Citizen Scientist in cooperation with
Every now and again I see a legislative initiative that I believe must have been designed simply to raise my blood pressure. This month provided a great example. In a rider to the bill to fund the operations of the Departments of Commerce and Justice is a provision, now passed by the U.S. House of Representatives, to prohibit the use of any of the appropriated funds in prosecuting or holding liable any corporation or person for a violation of section 2(a) of the Migratory Bird Treaty Act (MBTA). See: https://www.congress.gov/bill/114th-congress/house-bill/493/text
Of course, the real purpose of this bill is to let major corporations off the hook for large-scale killings of migrating birds by wind mills, toxic waste ponds, and the windows of tall buildings. Some major corporations have been fined for these activities in recent years, and their deep pockets must underlie the drafting of this legislation.

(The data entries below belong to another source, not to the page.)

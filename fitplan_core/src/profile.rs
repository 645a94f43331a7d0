//! User profile loading.
//!
//! Profiles are plain TOML documents, e.g.
//!
//! ```toml
//! age = 30
//! height_cm = 175.0
//! current_weight_kg = 75.0
//! target_weight_kg = 70.0
//! gender = "male"
//! activity_level = "moderate"
//! goal = "lose"
//! ```

use crate::{Error, Result, UserProfile};
use std::path::{Path, PathBuf};

impl UserProfile {
    /// Load a profile from a TOML file
    pub fn load(path: &Path) -> Result<Self> {
        if !path.exists() {
            return Err(Error::Profile(format!("No profile found at {:?}", path)));
        }

        let contents = std::fs::read_to_string(path)?;
        let profile: UserProfile = toml::from_str(&contents)?;
        tracing::debug!("Loaded profile from {:?}", path);
        Ok(profile)
    }

    /// Default profile location next to the config file
    pub fn default_path() -> PathBuf {
        crate::Config::default_config_path().with_file_name("profile.toml")
    }
}

#[cfg(test)]
mod tests {
    use super::*;
    use crate::{ActivityLevel, Gender, Goal};

    #[test]
    fn test_load_profile() {
        let temp_dir = tempfile::tempdir().unwrap();
        let path = temp_dir.path().join("profile.toml");
        std::fs::write(
            &path,
            r#"
age = 30
height_cm = 175.0
current_weight_kg = 75.0
target_weight_kg = 70.0
gender = "female"
activity_level = "very_active"
goal = "gain"
"#,
        )
        .unwrap();

        let profile = UserProfile::load(&path).unwrap();
        assert_eq!(profile.age, 30);
        assert_eq!(profile.gender, Gender::Female);
        assert_eq!(profile.activity_level, ActivityLevel::VeryActive);
        assert_eq!(profile.goal, Goal::Gain);
    }

    #[test]
    fn test_missing_profile() {
        let temp_dir = tempfile::tempdir().unwrap();
        let result = UserProfile::load(&temp_dir.path().join("nope.toml"));
        assert!(matches!(result, Err(Error::Profile(_))));
    }

    #[test]
    fn test_unknown_gender_rejected() {
        let temp_dir = tempfile::tempdir().unwrap();
        let path = temp_dir.path().join("profile.toml");
        std::fs::write(
            &path,
            "age = 30\nheight_cm = 175.0\ncurrent_weight_kg = 75.0\ntarget_weight_kg = 70.0\n\
             gender = \"robot\"\nactivity_level = \"light\"\ngoal = \"lose\"\n",
        )
        .unwrap();

        assert!(matches!(UserProfile::load(&path), Err(Error::Toml(_))));
    }
}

But, what is next? If it’s ok to kill ducks in toxic waste ponds, why not eliminate hunting seasons, so we can all enjoy them year-round? Or perhaps we will want to promote the French tradition of ortolan—eating songbirds (whole) that have been roasted in cognac—as long as the birds are captured by an otherwise legal activity (spreading glue in trees).
Across the country, birdwatchers, in pursuit of the largest recreational activity in America, should be outraged. The MBTA is one of the best examples of international cooperation with Mexico, Canada and other nations to protect birds that cross our borders. The MBTA heralds from the era of market-gunning of waterfowl, which drove the populations of many ducks to near extinction.
Migratory birds are part of the heritage of America—not simply an annoyance, like houseflies, to the pursuit of corporate profits. When corporations are exempt from laws that enforce their behavior to comply with what is good for all of America, we are in a very sorry state indeed.
Next up? The Clean Air Act.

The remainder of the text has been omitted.